Ecuador's re-elected Correa vows media and land reforms
QUITO (Reuters) - Ecuadorean President Rafael Correa vowed on Monday to press ahead with laws to control the media and redistribute land to the poor as he looks to deepen his socialist revolution after a resounding re-election victory.
Correa, a pugnacious 49-year-old economist, trounced his nearest rival by more than 30 percentage points on Sunday to win a new four-year term. He has already been in power for six years, winning broad support with ambitious social spending programs.
His re-election triumph could set him up to become Latin America's most outspoken critic of Washington as Venezuelan President Hugo Chavez is struggling to overcome cancer.
But Correa will have to balance his desire for an agenda similar to Chavez's radical socialism with a need for pragmatic negotiations with foreign investors to raise Ecuador's oil production and spur the mining industry.
He focused on his socialist reforms on Monday, saying he'd push through legislation that has been blocked by opposition leaders in Congress.
"The first thing we'll do is to push through key laws that have been left to wither as a way of hurting Correa, but this has actually hurt the country," Correa said in an interview with regional television network Telesur.
Those include a proposed land redistribution drive to give terrain deemed unproductive to poor peasants and setting up a showdown with large banana and flower producers, much the way Chavez took on Venezuelan ranchers during a decade-long land expropriation campaign.
Correa's plan to create a state watchdog group to determine if media have published inappropriate content also echoes Chavez's controls over television and cable broadcasters, and would extend Correa's vitriolic fight with opposition media.
In addition, Ecuadoreans voted for a new Congress on Sunday and Correa said he expected his ruling Alianza Pais to win a majority.

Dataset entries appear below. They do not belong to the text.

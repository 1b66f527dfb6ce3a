//! CLI module for the calculator binary.
//!
//! Provides command-line interface parsing and command dispatch.

pub mod args;
pub mod commands;

pub use args::{Cli, Commands, Operands};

That would help speed his efforts to pass the proposed legislation.
But he is also expected to pass a new mining law that would ease investment terms as a way of helping close a deal with Canada's Kinross to develop a large gold reserve. That will be a major test of his ability to offer investment security while ensuring the state keeps a large portion of revenue.
The vice-president of Kinross in Ecuador, Dominic Channer, said that "good progress" had been made in the negotiations.
"Kinross ... understands that the government plans to send mining and tax reforms to the National Assembly. These reforms should provide improvements to investor security and an improved economic balance for mining projects," Channer told Reuters.
With almost three-fourths of votes counted by Monday afternoon, Correa had 57 percent support compared with 23 percent for conservative candidate Guillermo Lasso.
The election established Lasso, a former banker from the coastal city of Guayaquil, as the face of the opposition. Six other candidates trailed way behind.
Lasso has called Correa a dangerous authoritarian who has curbed media freedom and controlled state institutions.
Even some supporters disapprove of Correa's tempestuous outbursts, fights with media and bullying of adversaries
His re-election puts him in line to be the de facto leader of the leftist ALBA group of Latin American nations that push state-driven economic policies and oppose free-market reforms promoted by Washington.
Chavez made a surprise return to Venezuela on Monday after two months of cancer treatment in Cuba, but his health is delicate and it is unclear if he will be able to stay in power and continue being the region's leftist standard bearer.
The continued success of Latin American socialism will depend on strong commodities prices that underpin generous social spending, and Correa needs foreign investment to ensure state coffers remain full during his next four-year term.
Ecuador has been locked out of capital markets since a 2008 debt default on $3.2 billion in bonds, and Correa's government has taken an aggressive stance with oil companies to squeeze more revenue from their operations.
Correa's recent statements show that although he wants to maintain many of his radical policies, he also wants to soften his reputation as an anti-capitalist crusader within investing circles.
"The advantages of our country for foreign investment are political stability, a strong macroeconomic performance ... and important stimulus to new private investment," he said last week while hosting the emir of gas-rich Qatar.
Correa's government is also in talks with China to secure funding for the $12.5 billion Pacifico refinery, which would allow Ecuador to save up to $5 billion a year in fuel imports.
"We can't be beggars sitting on a sack of gold," is a catch phrase Correa has used in recent months to argue that Ecuador needs to attract oil investments and expand a mining industry that has barely begun to tap its gold and copper reserves.